Série Histoires de Fantômes 10 - Chapitre 51
L'homme nous regarda, Shuiying et moi, en riant, puis sourit et rit lui aussi. Les bandits nous regardèrent, perplexes, puis éclatèrent soudain de rire. Cela me les fit paraître presque attachants.
Alors que le soleil commençait à se coucher, les conversations animées des bandits nous ont fait comprendre que nous étions presque arrivés à leur camp.
Cela m'a un peu inquiétée. Que nous feraient les bandits, à Shuiying et moi, une fois arrivés à leur campement ?
«
Penses-tu qu’ils nous ont kidnappés à cause de la vieille ville
?
» m’a demandé Shuiying.
« Je ne sais pas. C’est possible. Si ce Kurada est lié à Sasha, il saurait pourquoi nous sommes venus dans le désert. De plus, il est étrange qu’ils ne veuillent pas la marchandise et qu’ils veuillent seulement kidnapper deux femmes. » Shuiying et moi avons analysé la situation.
« Oui, vous avez raison. Je viens de vérifier, et le chef des bandits porte bien la bague dont vous parliez. »
« Bien sûr, il ne faut jamais sous-estimer les capacités d'observation d'un écrivain. »
« Quelle que soit la situation, nous devons réfléchir à la suite des opérations. »
«
Allons-y étape par étape. Espérons qu'il ne s'agisse pas de simples bandits sans ambition qui veulent kidnapper deux femmes laides pour les prendre comme épouses.
» J'ai exprimé mes inquiétudes sur un ton léger.
« Eh bien… c’est difficile à dire. »
VI. Coopération avec les bandits
Le prétendu campement n'était en réalité qu'un amas de murs délabrés abritant quelques tentes. Quelques provisions de première nécessité étaient disposées entre les tentes, et plusieurs femmes du village s'affairaient à cuisiner.

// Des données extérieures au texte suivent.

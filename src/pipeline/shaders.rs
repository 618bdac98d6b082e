pub mod phong;

pub use phong::PhongShader;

Ces femmes avaient-elles toutes été enlevées ? Je les ai regardées avec curiosité.
Alors que le soleil commençait à se coucher, la température dans le désert a chuté brutalement et un froid glacial a commencé à nous gagner.

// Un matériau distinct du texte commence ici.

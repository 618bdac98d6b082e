use crate::core::framebuffer::FrameBuffer;
use crate::core::rasterizer::{Rasterizer, TriangleOutcome};
use crate::pipeline::backend::{AcceleratedBackend, BackendKind};
use crate::pipeline::shaders::PhongShader;
use crate::scene::camera::Camera;
use crate::scene::light::DirectionalLight;
use crate::scene::mesh::Mesh;
use crate::scene::scene_graph::SceneGraph;
use crate::scene::texture::TextureFilter;
use log::{debug, info, warn};
use nalgebra::{Matrix4, Vector3};
use std::fmt;

/// Per-frame triangle and fragment counters.
#[derive(Debug, Clone, Copy, Default, PartialEq, Eq)]
pub struct FrameStats {
    pub submitted: usize,
    pub frustum_culled: usize,
    pub face_culled: usize,
    pub degenerate: usize,
    pub fragments_written: usize,
}

impl FrameStats {
    fn record(&mut self, outcome: TriangleOutcome) {
        match outcome {
            TriangleOutcome::FrustumCulled => self.frustum_culled += 1,
            TriangleOutcome::FaceCulled => self.face_culled += 1,
            TriangleOutcome::Degenerate => self.degenerate += 1,
            TriangleOutcome::Rasterized { fragments } => self.fragments_written += fragments,
        }
    }
}

impl fmt::Display for FrameStats {
    fn fmt(&self, f: &mut fmt::Formatter<'_>) -> fmt::Result {
        write!(
            f,
            "{} triangles ({} frustum culled, {} face culled, {} degenerate), {} fragments",
            self.submitted,
            self.frustum_culled,
            self.face_culled,
            self.degenerate,
            self.fragments_written
        )
    }
}

/// Owns the render targets and drives a frame through either the software
/// rasterizer or an installed [`AcceleratedBackend`].
pub struct Renderer {
    pub rasterizer: Rasterizer,
    pub framebuffer: FrameBuffer,
    pub clear_color: Vector3<f32>,
    pub light: DirectionalLight,
    backend: Option<Box<dyn AcceleratedBackend>>,
    active: BackendKind,
}

impl Renderer {
    pub fn new(width: usize, height: usize) -> Self {
        Self {
            rasterizer: Rasterizer::new(),
            framebuffer: FrameBuffer::new(width, height),
            clear_color: Vector3::new(0.0, 0.0, 0.3),
            light: DirectionalLight::default(),
            backend: None,
            active: BackendKind::Software,
        }
    }

    /// Installs a backend. The renderer stays on its current path until
    /// [`Renderer::toggle_backend`] is called.
    pub fn set_backend(&mut self, backend: Box<dyn AcceleratedBackend>) {
        info!("Accelerated backend available: {}", backend.name());
        self.backend = Some(backend);
    }

    pub fn active_backend(&self) -> BackendKind {
        self.active
    }

    /// Switches between the software path and the accelerated backend.
    /// Without a backend installed this logs a warning and stays on
    /// software.
    pub fn toggle_backend(&mut self) -> BackendKind {
        self.active = match (self.active, &self.backend) {
            (BackendKind::Software, Some(_)) => BackendKind::Accelerated,
            (BackendKind::Software, None) => {
                warn!("No accelerated backend installed, staying on the software rasterizer");
                BackendKind::Software
            }
            (BackendKind::Accelerated, _) => BackendKind::Software,
        };
        info!("Now using {}", self.active);
        self.active
    }

    /// Renders one frame of `scene` as seen from `camera`.
    pub fn render(&mut self, camera: &Camera, scene: &SceneGraph) -> FrameStats {
        let stats = match (self.active, self.backend.as_deref_mut()) {
            (BackendKind::Accelerated, Some(backend)) => {
                Self::render_accelerated(backend, camera, scene, &self.clear_color)
            }
            _ => self.render_software(camera, scene),
        };
        debug!("Frame: {}", stats);
        stats
    }

    fn render_software(&mut self, camera: &Camera, scene: &SceneGraph) -> FrameStats {
        let mut stats = FrameStats::default();
        self.framebuffer.clear(self.clear_color);

        let view_projection = camera.projection() * camera.view();
        for mesh in scene.meshes() {
            let world = software_world(mesh);
            let world_view_projection = view_projection * world;
            let technique = mesh.technique();

            self.rasterizer.set_cull_mode(technique.cull);
            let shader = PhongShader::new(&self.light, &mesh.effect, TextureFilter::Nearest);

            for triangle in mesh.triangles() {
                stats.submitted += 1;
                let projected = triangle.project(&world_view_projection);
                let outcome = self.rasterizer.rasterize_triangle(
                    &mut self.framebuffer,
                    &projected,
                    &world,
                    camera,
                    &shader,
                );
                stats.record(outcome);
            }
        }

        stats
    }

    fn render_accelerated(
        backend: &mut dyn AcceleratedBackend,
        camera: &Camera,
        scene: &SceneGraph,
        clear_color: &Vector3<f32>,
    ) -> FrameStats {
        let mut stats = FrameStats::default();
        backend.begin_frame(clear_color);

        let view_projection = camera.projection() * camera.view();
        for mesh in scene.meshes() {
            let world_view_projection = view_projection * mesh.world();
            backend.draw_mesh(mesh, &world_view_projection, &mesh.technique());
            stats.submitted += mesh.triangle_count();
        }

        backend.present();
        stats
    }
}

/// World transforms are authored for the left-handed accelerated path; the
/// software path mirrors the translation along z.
fn software_world(mesh: &Mesh) -> Matrix4<f32> {
    let mut world = *mesh.world();
    world[(2, 3)] = -world[(2, 3)];
    world
}

#[cfg(test)]
mod tests {
    use super::*;
    use crate::core::color::to_argb;
    use crate::core::geometry::Vertex;
    use crate::core::rasterizer::CullMode;
    use crate::scene::effect::{Effect, MaterialMaps, SamplerState, Technique};
    use crate::scene::texture::Texture;
    use image::{Rgb, RgbImage};
    use nalgebra::{Point3, Vector2};
    use std::sync::Arc;
    use std::cell::RefCell;
    use std::rc::Rc;

    const SIZE: usize = 64;

    fn camera() -> Camera {
        let mut camera = Camera::new(SIZE as f32, SIZE as f32);
        camera.set_handedness(false);
        camera
    }

    fn triangle_mesh(z: f32) -> Mesh {
        let v = |x: f32, y: f32| Vertex::new(Point3::new(x, y, 0.0), Vector2::zeros(), Vector3::z());
        Mesh::new(
            vec![v(-1.0, -1.0), v(1.0, -1.0), v(0.0, 1.0)],
            vec![0, 1, 2],
            Matrix4::new_translation(&Vector3::new(0.0, 0.0, z)),
            Effect::default(),
        )
        .unwrap()
    }

    #[derive(Default)]
    struct Log {
        calls: Vec<String>,
    }

    struct RecordingBackend(Rc<RefCell<Log>>);

    impl AcceleratedBackend for RecordingBackend {
        fn name(&self) -> &str {
            "recording"
        }

        fn begin_frame(&mut self, _clear_color: &Vector3<f32>) {
            self.0.borrow_mut().calls.push("begin".into());
        }

        fn draw_mesh(&mut self, mesh: &Mesh, _wvp: &Matrix4<f32>, technique: &Technique) {
            self.0
                .borrow_mut()
                .calls
                .push(format!("draw {} {}", mesh.name, technique.name()));
        }

        fn present(&mut self) {
            self.0.borrow_mut().calls.push("present".into());
        }
    }

    #[test]
    fn empty_scene_is_cleared_to_clear_color() {
        let mut renderer = Renderer::new(SIZE, SIZE);
        let stats = renderer.render(&camera(), &SceneGraph::new());

        assert_eq!(stats, FrameStats::default());
        let clear = to_argb(Vector3::new(0.0, 0.0, 0.3));
        assert!(renderer.framebuffer.color_buffer().iter().all(|&p| p == clear));
    }

    #[test]
    fn mesh_in_front_of_camera_is_shaded() {
        let mut renderer = Renderer::new(SIZE, SIZE);
        let mut scene = SceneGraph::new();
        // Translation z is mirrored, so +5 ends up in front of a
        // right-handed camera.
        scene.add_mesh(triangle_mesh(5.0));

        let stats = renderer.render(&camera(), &scene);
        assert_eq!(stats.submitted, 1);
        assert_eq!(stats.frustum_culled, 0);
        assert_eq!(stats.face_culled, 0);
        assert!(stats.fragments_written > 0);

        let clear = to_argb(Vector3::new(0.0, 0.0, 0.3));
        let written = renderer
            .framebuffer
            .color_buffer()
            .iter()
            .filter(|&&p| p != clear)
            .count();
        assert!(written > 0);
        assert!(renderer.framebuffer.get_depth(32, 32).is_some_and(f32::is_finite));
    }

    #[test]
    fn mesh_behind_camera_is_frustum_culled() {
        let mut renderer = Renderer::new(SIZE, SIZE);
        let mut scene = SceneGraph::new();
        scene.add_mesh(triangle_mesh(-5.0));

        let stats = renderer.render(&camera(), &scene);
        assert_eq!(stats.frustum_culled, 1);
        assert_eq!(stats.fragments_written, 0);
        assert!(renderer.framebuffer.depth_buffer().iter().all(|d| d.is_infinite()));
    }

    #[test]
    fn mesh_cull_mode_drives_the_rasterizer() {
        let mut renderer = Renderer::new(SIZE, SIZE);
        let mut scene = SceneGraph::new();
        let mut mesh = triangle_mesh(5.0);
        mesh.set_cull_mode(CullMode::Front);
        scene.add_mesh(mesh);

        let stats = renderer.render(&camera(), &scene);
        assert_eq!(stats.face_culled, 1);
        assert_eq!(stats.fragments_written, 0);
    }

    /// A lit triangle with a 2x2 checker map spread across its uvs.
    fn checker_mesh() -> Mesh {
        let mut image = RgbImage::new(2, 2);
        for (x, y, pixel) in image.enumerate_pixels_mut() {
            *pixel = if (x + y) % 2 == 0 { Rgb([255, 255, 255]) } else { Rgb([0, 0, 0]) };
        }
        let effect = Effect::Material(MaterialMaps {
            diffuse: Some(Arc::new(Texture::from_image(image))),
            ..Default::default()
        });

        let normal = Vector3::new(-1.0, 1.0, 1.0).normalize();
        let v = |x: f32, y: f32, u: f32, t: f32| Vertex::new(Point3::new(x, y, 0.0), Vector2::new(u, t), normal);
        Mesh::new(
            vec![v(-1.0, -1.0, 0.0, 1.0), v(1.0, -1.0, 1.0, 1.0), v(0.0, 1.0, 0.5, 0.0)],
            vec![0, 1, 2],
            Matrix4::new_translation(&Vector3::new(0.0, 0.0, 3.0)),
            effect,
        )
        .unwrap()
    }

    #[test]
    fn sampler_state_does_not_change_software_output() {
        let mut scene = SceneGraph::new();
        scene.add_mesh(checker_mesh());

        let mut renderer = Renderer::new(SIZE, SIZE);
        let stats = renderer.render(&camera(), &scene);
        assert!(stats.fragments_written > 0);
        let point = renderer.framebuffer.color_buffer().to_vec();

        for state in [SamplerState::Linear, SamplerState::Anisotropic] {
            scene.meshes_mut()[0].set_sampler_state(state);
            // The backend still gets the filter the sampler asks for.
            assert_eq!(scene.meshes()[0].technique().filter, TextureFilter::Bilinear);

            renderer.render(&camera(), &scene);
            assert_eq!(renderer.framebuffer.color_buffer(), point.as_slice());
        }
    }

    #[test]
    fn toggle_without_backend_stays_on_software() {
        let mut renderer = Renderer::new(SIZE, SIZE);
        assert_eq!(renderer.toggle_backend(), BackendKind::Software);
        assert_eq!(renderer.active_backend(), BackendKind::Software);
    }

    #[test]
    fn accelerated_backend_receives_every_mesh() {
        let log = Rc::new(RefCell::new(Log::default()));
        let mut renderer = Renderer::new(SIZE, SIZE);
        renderer.set_backend(Box::new(RecordingBackend(log.clone())));
        assert_eq!(renderer.toggle_backend(), BackendKind::Accelerated);

        let mut scene = SceneGraph::new();
        scene.add_mesh(triangle_mesh(5.0).with_name("a"));
        scene.add_mesh(triangle_mesh(6.0).with_name("b"));

        let stats = renderer.render(&camera(), &scene);
        assert_eq!(stats.submitted, 2);
        assert_eq!(stats.fragments_written, 0);
        assert_eq!(
            log.borrow().calls,
            vec![
                "begin",
                "draw a PointTechniqueCullBack",
                "draw b PointTechniqueCullBack",
                "present"
            ]
        );
        // The software targets are not touched.
        assert!(renderer.framebuffer.color_buffer().iter().all(|&p| p == 0));

        assert_eq!(renderer.toggle_backend(), BackendKind::Software);
        let stats = renderer.render(&camera(), &scene);
        assert!(stats.fragments_written > 0);
    }
}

Nos chameaux furent conduits par les bandits de l'autre côté du mur en ruine, tandis que Kurada nous mena jusqu'à une grande tente. Celle-ci était très rudimentaire
: d'un côté, un lit de camp en herbe recouvert de draps
; de l'autre, une planche de bois avec quelques objets du quotidien, dont une tasse et un bol en émail.
Alors que nous regardions autour de nous, quelqu'un d'autre est entré dans la tente, portant mes bagages et ceux de Shuiying.
« Reposez-vous un peu ici, on ira dîner plus tard », dit Kurada, et il sortit avec la personne qui avait apporté les bagages.
Shuiying et moi avons échangé un regard et vérifié rapidement nos bagages. Nous avons constaté que rien ne manquait, et même les armes que nous avions préparées nous avaient été rendues intactes.
que diable?
Je ne comprends pas pourquoi ces types n'ont pas peur que Shuiying et moi sortions armés et les combattions jusqu'à la mort.
« Il semblerait que nous ayons vu juste », dis-je en regardant Shuiying.
« Oui, que devons-nous faire s’ils nous demandent de les emmener à la cité antique ? » Shuiying me regarda avec inquiétude.
« Hehe. » J'ai ri d'un air un peu sinistre. « On ne peut pas faire grand-chose, alors prenons-les ! »
« Les emmener là-bas ? » Shuiying me regarda, perplexe.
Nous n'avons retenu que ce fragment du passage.